At the 1933 and 1938 general elections, Henry Mulholland was elected unopposed.

General Election 1945: Ards
| Party |  | Candidate | Votes | % | ±% |
|---|---|---|---|---|---|
|  | UUP | Robert Perceval-Maxwell | 7,976 | 58.7 | N/A |
|  | Commonwealth Labour | Albert McElroy | 5,615 | 41.3 | N/A |
| Majority |  |  | 2,361 | 17.4 | N/A |
| Turnout |  |  | 13,591 | 70.8 | N/A |
|  | UUP hold |  | Swing | N/A |  |

At the 1949 Northern Ireland general election, William May was elected unopposed.

General Election 1953: Ards
| Party |  | Candidate | Votes | % | ±% |
|---|---|---|---|---|---|
|  | UUP | William May | 9,562 | 70.4 | N/A |
|  | NI Labour | Jack McDowell | 4,022 | 29.6 | N/A |
| Majority |  |  | 5,540 | 40.8 | N/A |
| Turnout |  |  | 13,584 | 60.0 | N/A |
|  | UUP hold |  | Swing | N/A |  |

At the 1958 Northern Ireland general election, William May was elected unopposed.

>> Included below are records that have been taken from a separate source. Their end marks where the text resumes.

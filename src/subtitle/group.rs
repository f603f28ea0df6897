use crate::model::{AudioTimestamps, WordTimestamp};

/// A contiguous run of words rendered together as one caption, with one
/// highlighted word at a time.
#[derive(Clone, Debug, PartialEq)]
pub struct WordGroup {
    pub words: Vec<WordTimestamp>,
    pub start_time: f64,
    pub end_time: f64,
}

impl WordGroup {
    fn from_words(words: Vec<WordTimestamp>) -> Self {
        let start_time = words.first().map(|w| w.start).unwrap_or(0.0);
        let end_time = words.last().map(|w| w.end).unwrap_or(0.0);
        Self {
            words,
            start_time,
            end_time,
        }
    }

    pub fn text(&self) -> String {
        self.words
            .iter()
            .map(|w| w.word.as_str())
            .collect::<Vec<_>>()
            .join(" ")
    }

    pub fn duration(&self) -> f64 {
        self.end_time - self.start_time
    }

    /// Index of the word being spoken at `time` (same clock as the words).
    pub fn active_word_index(&self, time: f64) -> Option<usize> {
        self.words
            .iter()
            .position(|w| w.start <= time && time < w.end)
    }
}

fn ends_sentence(word: &str) -> bool {
    let trimmed = word.trim_end();
    trimmed.ends_with('.') || trimmed.ends_with('!') || trimmed.ends_with('?')
}

/// Partition a word stream into caption groups.
///
/// A group closes when it holds `max_words` words, its joined text exceeds
/// `max_chars`, or the last word ends a sentence; a trailing partial group is
/// flushed. The output covers the input with no gaps, overlaps, or
/// reordering, and a single long word is never split.
pub fn group_words(
    timestamps: &AudioTimestamps,
    max_words: usize,
    max_chars: usize,
) -> Vec<WordGroup> {
    let mut groups = Vec::new();
    let mut current: Vec<WordTimestamp> = Vec::new();
    let mut current_len = 0usize;

    for word in &timestamps.words {
        if !current.is_empty() {
            current_len += 1; // joining space
        }
        current_len += word.word.chars().count();
        current.push(word.clone());

        let should_break = current.len() >= max_words
            || current_len > max_chars
            || ends_sentence(&word.word);

        if should_break {
            groups.push(WordGroup::from_words(std::mem::take(&mut current)));
            current_len = 0;
        }
    }

    if !current.is_empty() {
        groups.push(WordGroup::from_words(current));
    }

    groups
}

#[cfg(test)]
mod tests {
    use super::*;
    use crate::model::AudioTimestamps;

    fn ts(words: &[&str]) -> AudioTimestamps {
        let words = words
            .iter()
            .enumerate()
            .map(|(i, w)| WordTimestamp {
                word: (*w).to_string(),
                start: i as f64 * 0.5,
                end: (i + 1) as f64 * 0.5,
            })
            .collect::<Vec<_>>();
        let total = words.len() as f64 * 0.5;
        AudioTimestamps {
            words,
            total_duration: total,
        }
    }

    fn flatten(groups: &[WordGroup]) -> Vec<String> {
        groups
            .iter()
            .flat_map(|g| g.words.iter().map(|w| w.word.clone()))
            .collect()
    }

    #[test]
    fn groups_partition_without_gaps_or_reordering() {
        let input = ts(&[
            "the", "quick", "brown", "fox", "jumps", "over", "the", "lazy", "dog", "today",
        ]);
        let groups = group_words(&input, 6, 35);

        let words = flatten(&groups);
        let expected: Vec<String> = input.words.iter().map(|w| w.word.clone()).collect();
        assert_eq!(words, expected);

        for pair in groups.windows(2) {
            assert_eq!(pair[0].end_time, pair[1].start_time);
        }
    }

    #[test]
    fn group_closes_at_word_limit() {
        let input = ts(&["a", "b", "c", "d", "e", "f", "g"]);
        let groups = group_words(&input, 6, 35);
        assert_eq!(groups.len(), 2);
        assert_eq!(groups[0].words.len(), 6);
        assert_eq!(groups[1].words.len(), 1);
    }

    #[test]
    fn group_closes_on_sentence_terminal_word() {
        let input = ts(&["hello", "world.", "next", "bit!", "tail?"]);
        let groups = group_words(&input, 6, 35);
        assert_eq!(groups.len(), 3);
        assert_eq!(groups[0].text(), "hello world.");
        assert_eq!(groups[1].text(), "next bit!");
        assert_eq!(groups[2].text(), "tail?");
    }

    #[test]
    fn group_closes_when_text_exceeds_char_limit() {
        let input = ts(&["aaaaaaaaaa", "bbbbbbbbbb", "cccccccccc", "dddddddddd"]);
        let groups = group_words(&input, 6, 35);
        assert!(groups.len() >= 2);
        for g in &groups {
            if g.words.len() > 1 {
                // A multi-word group only exceeds the limit by the word that
                // closed it; the preceding prefix stayed within bounds.
                let prefix: Vec<&str> = g.words[..g.words.len() - 1]
                    .iter()
                    .map(|w| w.word.as_str())
                    .collect();
                assert!(prefix.join(" ").chars().count() <= 35);
            }
        }
    }

    #[test]
    fn single_long_word_is_never_split() {
        let long = "supercalifragilisticexpialidociousword";
        let input = ts(&[long]);
        let groups = group_words(&input, 6, 35);
        assert_eq!(groups.len(), 1);
        assert_eq!(groups[0].words.len(), 1);
        assert_eq!(groups[0].text(), long);
    }

    #[test]
    fn trailing_partial_group_is_flushed() {
        let input = ts(&["one", "two"]);
        let groups = group_words(&input, 6, 35);
        assert_eq!(groups.len(), 1);
        assert_eq!(groups[0].words.len(), 2);
    }

    #[test]
    fn active_index_follows_word_timing() {
        let input = ts(&["one", "two", "three"]);
        let groups = group_words(&input, 6, 35);
        let g = &groups[0];
        assert_eq!(g.active_word_index(0.25), Some(0));
        assert_eq!(g.active_word_index(0.75), Some(1));
        assert_eq!(g.active_word_index(1.25), Some(2));
        assert_eq!(g.active_word_index(9.0), None);
    }
}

General Election 1962: Ards
| Party |  | Candidate | Votes | % | ±% |
|---|---|---|---|---|---|
|  | UUP | William Long | 7,501 | 71.4 | N/A |
|  | Ulster Liberal | Albert McElroy | 3,008 | 28.6 | New |
| Majority |  |  | 4,493 | 42.8 | N/A |
| Turnout |  |  | 10,509 | 48.6 | N/A |
|  | UUP hold |  | Swing | N/A |  |

General Election 1965: Ards
| Party |  | Candidate | Votes | % | ±% |
|---|---|---|---|---|---|
|  | UUP | William Long | 7,442 | 81.0 | +9.6 |
|  | NI Labour | E. Bell | 1,740 | 19.0 | New |
| Majority |  |  | 5,702 | 62.0 | +19.2 |
| Turnout |  |  | 9,182 | 45.1 | −3.5 |
|  | UUP hold |  | Swing |  |  |

At the 1969 Northern Ireland general election, William Long was elected unopposed.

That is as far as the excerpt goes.